From: "Philip Oakley" <philipoakley@iee.org>
To: "Jonathan Nieder" <jrnieder@gmail.com>
Cc: "Jonathan Tan" <jonathantanmy@google.com>, <git@vger.kernel.org>,
"Ben Peart" <peartben@gmail.com>
Subject: Re: [RFC PATCH 0/3] Partial clone: promised blobs (formerly "missing blobs")
Date: Sat, 29 Jul 2017 13:51:16 +0100 [thread overview]
Message-ID: <8EE0108BA72B42EA9494B571DDE2005D@PhilipOakley> (raw)
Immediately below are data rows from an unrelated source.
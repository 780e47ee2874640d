//! cterm-client: the interactive terminal session bridge.
//!
//! Resolves a cluster name to a session descriptor over a credentialed
//! HTTP call, opens a persistent WebSocket channel keyed by the session
//! id, pumps base64-transcoded bytes between the channel and a local
//! terminal surface, and guarantees exactly-once teardown on every close
//! path.
//!
//! # Quick Start
//!
//! ```no_run
//! use cterm_client::{Credentials, Negotiator, TerminalBridge, CrosstermSurface};
//!
//! # async fn example() {
//! let negotiator = Negotiator::new(
//!     "https://dashboard.example.com",
//!     Credentials::bearer("secret-token"),
//! );
//! let bridge = TerminalBridge::new(negotiator, Box::new(CrosstermSurface::new()));
//!
//! bridge.open("cluster-7").await;
//! bridge.wait().await;
//!
//! if let Some(reason) = bridge.last_error() {
//!     eprintln!("session ended with error: {reason}");
//! }
//! # }
//! ```

pub mod auth;
pub mod bridge;
pub mod channel;
pub mod negotiate;
pub mod surface;
pub mod transport;

// Re-export primary public types.
pub use auth::Credentials;
pub use bridge::{BridgeState, TerminalBridge};
pub use channel::{ChannelState, TerminalChannel};
pub use negotiate::Negotiator;
pub use surface::{CrosstermSurface, Surface, SurfaceEvent, ViewportGeometry};

// Re-export cterm-core types for convenience.
pub use cterm_core::{CtermError, CtermResult, SessionDescriptor};
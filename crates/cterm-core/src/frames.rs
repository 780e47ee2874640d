//! Text-safe framing for the terminal channel.
//!
//! The channel transport carries only text frames, so every payload is
//! transcoded through base64 (standard alphabet): arbitrary terminal
//! bytes are encoded on the way out and decoded on the way in. This
//! invariant holds for every frame, including payloads that already look
//! like plain text.

use base64::{engine::general_purpose::STANDARD, Engine as _};

use crate::error::{CtermError, CtermResult};

/// Which way a frame is travelling.
#[derive(Debug, Clone, Copy, PartialEq, Eq)]
pub enum Direction {
    /// Remote output, headed for the terminal surface.
    Inbound,
    /// Local keystrokes, headed for the remote session.
    Outbound,
}

/// The unit exchanged over the terminal channel: a raw byte payload plus
/// its direction. The wire carries only the base64 rendering of `payload`.
#[derive(Debug, Clone, PartialEq, Eq)]
pub struct FrameEnvelope {
    pub direction: Direction,
    pub payload: Vec<u8>,
}

impl FrameEnvelope {
    /// Wrap local bytes for transmission.
    pub fn outbound(payload: impl Into<Vec<u8>>) -> Self {
        Self {
            direction: Direction::Outbound,
            payload: payload.into(),
        }
    }

    /// Encode the payload into its text-safe wire form.
    pub fn encode(&self) -> String {
        STANDARD.encode(&self.payload)
    }

    /// Decode an inbound wire frame back to raw bytes.
    ///
    /// Fails with [`CtermError::Decode`] when the frame is not valid
    /// base64; callers drop such frames rather than tearing the session
    /// down.
    pub fn decode_inbound(text: &str) -> CtermResult<Self> {
        let payload = STANDARD
            .decode(text.trim_end_matches(['\r', '\n']))
            .map_err(|e| CtermError::Decode(format!("invalid base64 frame: {e}")))?;
        Ok(Self {
            direction: Direction::Inbound,
            payload,
        })
    }
}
In-Reply-To: 20170717180322.GM93855@aiede.mtv.corp.google.com
From: "Jonathan Nieder" <jrnieder@gmail.com>
Sent: Monday, July 17, 2017 7:03 PM
> Hi Philip,
>
> Philip Oakley wrote:
>> From: "Jonathan Tan" <jonathantanmy@google.com>
>
>>> These patches are part of a set of patches implementing partial clone,
>>> as you can see here:
>>>
>>> https://github.com/jonathantanmy/git/tree/partialclone
> [...]
>> If I understand correctly, this method doesn't give any direct user
>> visibility of missing blobs in the file system. Is that correct?
>>
>> I was hoping that eventually the various 'on demand' approaches
>> would still allow users to continue to work as they go off-line such
>> that they can see directly (in the FS) where the missing blobs (and
>> trees) are located, so that they can continue to commit new work on
>> existing files.
>>
>> I had felt that some sort of 'gitlink' should be present (huma
>> readable) as a place holder for the missing blob/tree. e.g.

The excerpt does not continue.